FRANKFURT/PRAGUE Czech energy company EPH will buy a 49 percent stake in Slovak gas utility SPP from Germany's E.ON (EONGn.DE) and France's GDF Suez GSZ.PA for a total of 2.6 billion euros ($3.5 billion), pushing ahead in a multi-billion acquisition strategy.
The deal, whose price tag was announced by E.ON and GDF on Tuesday and which should be finalized in the coming weeks, is in line with the western energy companies' divestment plans and marks a major step for EPH, which has been looking to expand in the Czech, Slovak and German markets.
EPH, whose biggest shareholder is billionaire Czech businessman Petr Kellner, is a leading bidder for RWE's (RWEG.DE) Czech gas transmission system operator Net4Gas, which could fetch 1.4 billion to 2 billion euros according to sources.
For E.ON, the sale of its 24.5 percent SPP stake means it has realized about 17 billion euros in asset sales, beating its target. Hit by Germany's decision to pull out of nuclear power, stagnating energy demand in Europe and high debt, E.ON aimed to divest 15 billion euros worth of assets by the end of 2013.
GDF has now also sold holdings worth more than 5 billion euros and aims to sell an additional 11 billion euros under its new program for 2013/14. It said the deal would reduce its net debt by about 1.3 billion euros.
The Slovak government, SPP's majority shareholder, signed off on EPH's purchase last month, in a move it said should give it more control over retail gas prices and investment in the sector.
"I am firmly convinced that EPH is the most suitable strategic partner for the government and for SPP," EPH Chairman Daniel Kretinsky said.
"Our contribution will enable (SPP) to successfully face up to the negative trends in the natural gas sector."
SPP operates 2,270 km of pipeline taking Russian gas to Europe. But the link's importance has dropped since the opening of the Nord Stream link that takes Russian supplies directly to Germany, bypassing transit countries like Ukraine and Slovakia.
In 2011, SPP's transit arm shipped 74 billion cubic meters of gas, about 15 percent of the total EU demand. SPP, which also sells gas to the Slovak market, has a long-term supply deal with Gazprom until 2028.

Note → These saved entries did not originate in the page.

use thiserror::Error;

#[derive(Debug, Error)]
pub enum Error {
    #[error("Invalid configuration: {0}")]
    InvalidConfig(String),

    #[error("Invalid request: {0}")]
    InvalidRequest(String),

    #[error("Upstream unreachable: {0}")]
    Transport(String),

    #[error("Upstream timed out: {0}")]
    Timeout(String),

    #[error("Upstream returned status {0}")]
    UpstreamStatus(u16),

    #[error("Malformed upstream response: {0}")]
    Malformed(String),

    #[error("Operation failed: {0}")]
    Internal(String),
}

impl Error {
    /// Transport failures and timeouts are worth one more attempt; everything else is final.
    pub fn is_transient(&self) -> bool {
        matches!(self, Error::Transport(_) | Error::Timeout(_))
    }
}

impl From<serde_json::Error> for Error {
    fn from(e: serde_json::Error) -> Self {
        Error::Malformed(e.to_string())
    }
}

pub type Result<T> = std::result::Result<T, Error>;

Slovak Prime Minister Robert Fico, in power since April, had been at odds with E.ON and GDF since 2006, accusing them of squeezing the company for profits and submitting unjustified requests for higher regulated prices for households, which SPP had defended as justified.
EPH, which comprises more than 30 energy companies, has built itself up through acquisitions.
It said the SPP deal was the largest ever Czech foreign investment. The 2.6 billion euro price, or around 66.5 billion Czech crowns, is near what central Europe's largest utility CEZ (CEZP.PR) has invested abroad since 2005, a total 71.9 billion.
EPH aims to compete with the likes of CEZ, but has relied on CEZ for some big acquisitions and is also bidding for coal-fired power plants CEZ has put on offer to meet EU regulatory demands.
The SPP acquisition is a step into the gas business. Its electricity and heating business has capacity of 1,477 MW and 4,744 MW, respectively. The company had sales of 39.4 billion in 2011, compared to 209.8 billion for CEZ that year.
EPH is 44.44 percent owned by Kellner's PPF investment group, which last week agreed to sell its 49 percent in an insurance joint venture with Italy's largest insurer Generali (GASI.MI).
Czech-Slovak investment J&T holds a 37.04 percent share in EPH, while Kretinsky owns the remaining stake.